[Stored data entries]
------------
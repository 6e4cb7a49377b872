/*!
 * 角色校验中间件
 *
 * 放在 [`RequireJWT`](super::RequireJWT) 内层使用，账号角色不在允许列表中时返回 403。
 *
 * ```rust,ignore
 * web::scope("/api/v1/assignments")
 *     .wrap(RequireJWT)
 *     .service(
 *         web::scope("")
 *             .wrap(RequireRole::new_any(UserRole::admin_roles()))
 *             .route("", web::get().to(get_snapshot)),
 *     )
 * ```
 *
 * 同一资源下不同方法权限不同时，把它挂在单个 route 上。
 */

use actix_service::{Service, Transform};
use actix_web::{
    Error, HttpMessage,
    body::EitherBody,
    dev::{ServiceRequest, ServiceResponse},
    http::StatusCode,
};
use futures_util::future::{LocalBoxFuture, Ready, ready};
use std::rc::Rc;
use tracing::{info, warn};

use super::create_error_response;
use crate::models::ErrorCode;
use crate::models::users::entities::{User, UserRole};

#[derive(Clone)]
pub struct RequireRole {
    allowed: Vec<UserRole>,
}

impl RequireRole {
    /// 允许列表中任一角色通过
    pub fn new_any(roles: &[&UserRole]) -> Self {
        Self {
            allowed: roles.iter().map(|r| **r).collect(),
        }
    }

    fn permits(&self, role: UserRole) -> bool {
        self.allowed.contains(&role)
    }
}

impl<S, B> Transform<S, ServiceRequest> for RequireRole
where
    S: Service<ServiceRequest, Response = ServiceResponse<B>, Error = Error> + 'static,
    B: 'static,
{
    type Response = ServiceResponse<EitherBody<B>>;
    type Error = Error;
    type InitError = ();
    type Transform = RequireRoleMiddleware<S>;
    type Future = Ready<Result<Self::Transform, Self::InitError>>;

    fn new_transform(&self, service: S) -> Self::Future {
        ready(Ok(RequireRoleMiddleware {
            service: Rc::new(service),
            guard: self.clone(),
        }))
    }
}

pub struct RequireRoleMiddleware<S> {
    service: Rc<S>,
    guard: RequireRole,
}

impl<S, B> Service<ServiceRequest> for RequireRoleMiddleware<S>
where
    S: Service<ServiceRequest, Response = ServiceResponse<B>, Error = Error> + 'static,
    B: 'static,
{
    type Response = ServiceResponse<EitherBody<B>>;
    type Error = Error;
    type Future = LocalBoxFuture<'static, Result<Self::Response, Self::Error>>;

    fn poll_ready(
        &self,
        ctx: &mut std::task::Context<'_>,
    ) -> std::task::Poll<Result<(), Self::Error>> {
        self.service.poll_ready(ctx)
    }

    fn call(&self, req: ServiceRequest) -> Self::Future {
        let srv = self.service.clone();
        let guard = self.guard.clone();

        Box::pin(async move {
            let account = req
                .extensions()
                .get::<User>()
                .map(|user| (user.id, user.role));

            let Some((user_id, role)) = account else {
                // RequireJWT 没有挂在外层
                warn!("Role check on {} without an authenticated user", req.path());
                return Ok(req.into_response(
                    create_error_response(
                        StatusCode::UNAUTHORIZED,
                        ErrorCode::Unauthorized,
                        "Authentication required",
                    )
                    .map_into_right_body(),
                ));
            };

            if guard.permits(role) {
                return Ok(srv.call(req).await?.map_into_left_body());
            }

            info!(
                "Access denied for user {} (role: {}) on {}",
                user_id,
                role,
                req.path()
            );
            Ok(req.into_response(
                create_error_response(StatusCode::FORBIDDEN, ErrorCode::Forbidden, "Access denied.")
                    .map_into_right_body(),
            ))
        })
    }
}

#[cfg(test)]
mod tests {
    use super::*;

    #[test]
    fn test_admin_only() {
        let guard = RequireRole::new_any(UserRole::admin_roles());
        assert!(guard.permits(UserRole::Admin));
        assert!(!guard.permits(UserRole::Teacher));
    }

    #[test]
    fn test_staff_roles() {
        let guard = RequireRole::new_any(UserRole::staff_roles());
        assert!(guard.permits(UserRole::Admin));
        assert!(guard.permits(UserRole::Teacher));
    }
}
------------
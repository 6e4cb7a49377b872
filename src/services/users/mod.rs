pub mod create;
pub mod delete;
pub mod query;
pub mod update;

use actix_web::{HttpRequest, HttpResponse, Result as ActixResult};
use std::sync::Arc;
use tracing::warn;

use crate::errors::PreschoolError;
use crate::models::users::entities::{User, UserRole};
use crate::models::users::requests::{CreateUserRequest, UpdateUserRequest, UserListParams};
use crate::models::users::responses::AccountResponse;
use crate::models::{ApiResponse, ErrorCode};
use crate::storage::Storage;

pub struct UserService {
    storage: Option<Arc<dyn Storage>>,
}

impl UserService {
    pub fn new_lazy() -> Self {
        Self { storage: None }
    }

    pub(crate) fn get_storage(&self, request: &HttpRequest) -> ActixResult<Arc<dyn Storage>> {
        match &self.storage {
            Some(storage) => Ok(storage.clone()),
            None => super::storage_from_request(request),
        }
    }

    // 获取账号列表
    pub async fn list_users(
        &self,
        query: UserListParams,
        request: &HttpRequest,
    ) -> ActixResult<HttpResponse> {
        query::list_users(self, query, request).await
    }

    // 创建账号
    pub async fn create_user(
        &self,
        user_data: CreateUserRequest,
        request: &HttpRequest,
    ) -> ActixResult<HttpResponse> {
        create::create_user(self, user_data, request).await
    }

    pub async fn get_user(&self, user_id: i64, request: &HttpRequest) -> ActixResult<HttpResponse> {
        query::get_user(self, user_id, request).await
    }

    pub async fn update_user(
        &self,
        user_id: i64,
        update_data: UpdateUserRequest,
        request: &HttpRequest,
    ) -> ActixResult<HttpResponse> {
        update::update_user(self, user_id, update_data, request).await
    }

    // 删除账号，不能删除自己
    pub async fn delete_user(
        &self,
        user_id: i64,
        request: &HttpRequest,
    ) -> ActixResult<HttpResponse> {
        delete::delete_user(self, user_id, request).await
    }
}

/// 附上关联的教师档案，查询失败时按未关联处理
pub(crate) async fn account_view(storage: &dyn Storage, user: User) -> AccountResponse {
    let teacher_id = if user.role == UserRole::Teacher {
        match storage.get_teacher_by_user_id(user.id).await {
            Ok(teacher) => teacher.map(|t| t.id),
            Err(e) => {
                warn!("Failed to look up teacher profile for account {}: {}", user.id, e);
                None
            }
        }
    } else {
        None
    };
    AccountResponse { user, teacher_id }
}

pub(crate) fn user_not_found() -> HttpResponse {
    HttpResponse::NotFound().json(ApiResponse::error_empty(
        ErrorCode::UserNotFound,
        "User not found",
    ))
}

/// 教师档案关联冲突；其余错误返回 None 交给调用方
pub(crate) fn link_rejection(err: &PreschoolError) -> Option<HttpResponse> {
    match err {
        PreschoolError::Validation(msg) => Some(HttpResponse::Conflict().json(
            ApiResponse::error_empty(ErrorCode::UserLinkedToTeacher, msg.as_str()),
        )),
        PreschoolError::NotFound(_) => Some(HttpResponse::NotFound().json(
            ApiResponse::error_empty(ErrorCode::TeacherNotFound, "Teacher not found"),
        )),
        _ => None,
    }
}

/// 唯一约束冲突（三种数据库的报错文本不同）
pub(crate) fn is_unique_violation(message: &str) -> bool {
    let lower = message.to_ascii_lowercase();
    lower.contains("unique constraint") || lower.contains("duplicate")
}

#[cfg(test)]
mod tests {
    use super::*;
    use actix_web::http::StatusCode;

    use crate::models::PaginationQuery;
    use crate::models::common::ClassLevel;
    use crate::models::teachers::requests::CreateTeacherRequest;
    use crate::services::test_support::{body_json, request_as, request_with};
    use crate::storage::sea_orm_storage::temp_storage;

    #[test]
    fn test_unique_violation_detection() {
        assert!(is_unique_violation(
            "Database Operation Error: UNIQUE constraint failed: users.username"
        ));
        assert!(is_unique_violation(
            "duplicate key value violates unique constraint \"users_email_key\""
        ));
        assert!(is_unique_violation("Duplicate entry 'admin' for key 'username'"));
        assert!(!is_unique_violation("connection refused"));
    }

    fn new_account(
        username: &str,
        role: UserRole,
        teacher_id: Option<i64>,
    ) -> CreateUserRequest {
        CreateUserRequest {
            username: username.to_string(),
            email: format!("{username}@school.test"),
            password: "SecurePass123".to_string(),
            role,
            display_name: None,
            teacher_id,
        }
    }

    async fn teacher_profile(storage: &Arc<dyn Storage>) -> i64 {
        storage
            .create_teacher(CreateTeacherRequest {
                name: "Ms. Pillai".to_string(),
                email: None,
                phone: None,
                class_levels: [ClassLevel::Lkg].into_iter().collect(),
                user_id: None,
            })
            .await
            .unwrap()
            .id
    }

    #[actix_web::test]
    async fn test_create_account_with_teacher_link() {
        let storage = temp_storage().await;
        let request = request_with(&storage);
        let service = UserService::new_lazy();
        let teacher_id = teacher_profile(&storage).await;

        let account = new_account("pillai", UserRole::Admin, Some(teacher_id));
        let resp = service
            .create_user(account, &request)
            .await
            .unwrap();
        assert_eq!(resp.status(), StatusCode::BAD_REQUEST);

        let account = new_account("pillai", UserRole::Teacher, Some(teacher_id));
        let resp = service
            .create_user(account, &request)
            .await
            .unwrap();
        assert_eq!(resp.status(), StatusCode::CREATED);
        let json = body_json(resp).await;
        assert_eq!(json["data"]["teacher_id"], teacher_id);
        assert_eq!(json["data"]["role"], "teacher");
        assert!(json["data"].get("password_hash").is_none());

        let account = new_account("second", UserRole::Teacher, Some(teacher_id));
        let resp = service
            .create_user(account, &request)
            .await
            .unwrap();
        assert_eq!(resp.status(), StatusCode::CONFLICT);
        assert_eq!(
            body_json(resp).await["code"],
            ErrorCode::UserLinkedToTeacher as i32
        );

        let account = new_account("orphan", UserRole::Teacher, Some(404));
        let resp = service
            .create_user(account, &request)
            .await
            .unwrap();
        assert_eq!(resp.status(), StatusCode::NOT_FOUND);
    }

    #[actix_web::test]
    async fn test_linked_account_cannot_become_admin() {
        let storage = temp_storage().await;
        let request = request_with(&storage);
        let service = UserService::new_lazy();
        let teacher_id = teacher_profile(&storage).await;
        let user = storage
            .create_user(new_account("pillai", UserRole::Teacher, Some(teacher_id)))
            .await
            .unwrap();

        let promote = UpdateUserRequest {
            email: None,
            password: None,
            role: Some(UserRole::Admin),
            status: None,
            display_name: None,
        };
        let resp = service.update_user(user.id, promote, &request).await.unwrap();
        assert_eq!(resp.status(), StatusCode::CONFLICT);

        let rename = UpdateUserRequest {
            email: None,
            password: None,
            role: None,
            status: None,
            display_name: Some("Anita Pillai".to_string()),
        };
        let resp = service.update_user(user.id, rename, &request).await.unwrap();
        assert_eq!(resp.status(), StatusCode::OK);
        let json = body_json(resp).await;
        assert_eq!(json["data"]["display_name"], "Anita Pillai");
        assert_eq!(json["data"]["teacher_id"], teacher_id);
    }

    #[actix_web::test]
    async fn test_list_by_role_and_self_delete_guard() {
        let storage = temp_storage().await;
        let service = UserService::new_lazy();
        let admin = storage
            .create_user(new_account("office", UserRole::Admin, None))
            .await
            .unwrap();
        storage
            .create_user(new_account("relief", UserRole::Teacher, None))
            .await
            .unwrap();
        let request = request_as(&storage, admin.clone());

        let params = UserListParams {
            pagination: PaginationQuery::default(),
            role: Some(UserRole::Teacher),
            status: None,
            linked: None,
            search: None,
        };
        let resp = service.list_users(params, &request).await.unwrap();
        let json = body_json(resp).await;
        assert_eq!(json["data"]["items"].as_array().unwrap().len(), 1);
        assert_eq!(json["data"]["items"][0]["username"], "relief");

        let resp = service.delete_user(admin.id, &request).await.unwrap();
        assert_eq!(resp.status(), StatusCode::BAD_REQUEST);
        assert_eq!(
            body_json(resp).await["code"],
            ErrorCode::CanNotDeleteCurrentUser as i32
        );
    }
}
------------
What you will do:
Search the records above for "task" and copy every line that has it.

Written response:
        ctx: &mut std::task::Context<'_>,
    ) -> std::task::Poll<Result<(), Self::Error>> {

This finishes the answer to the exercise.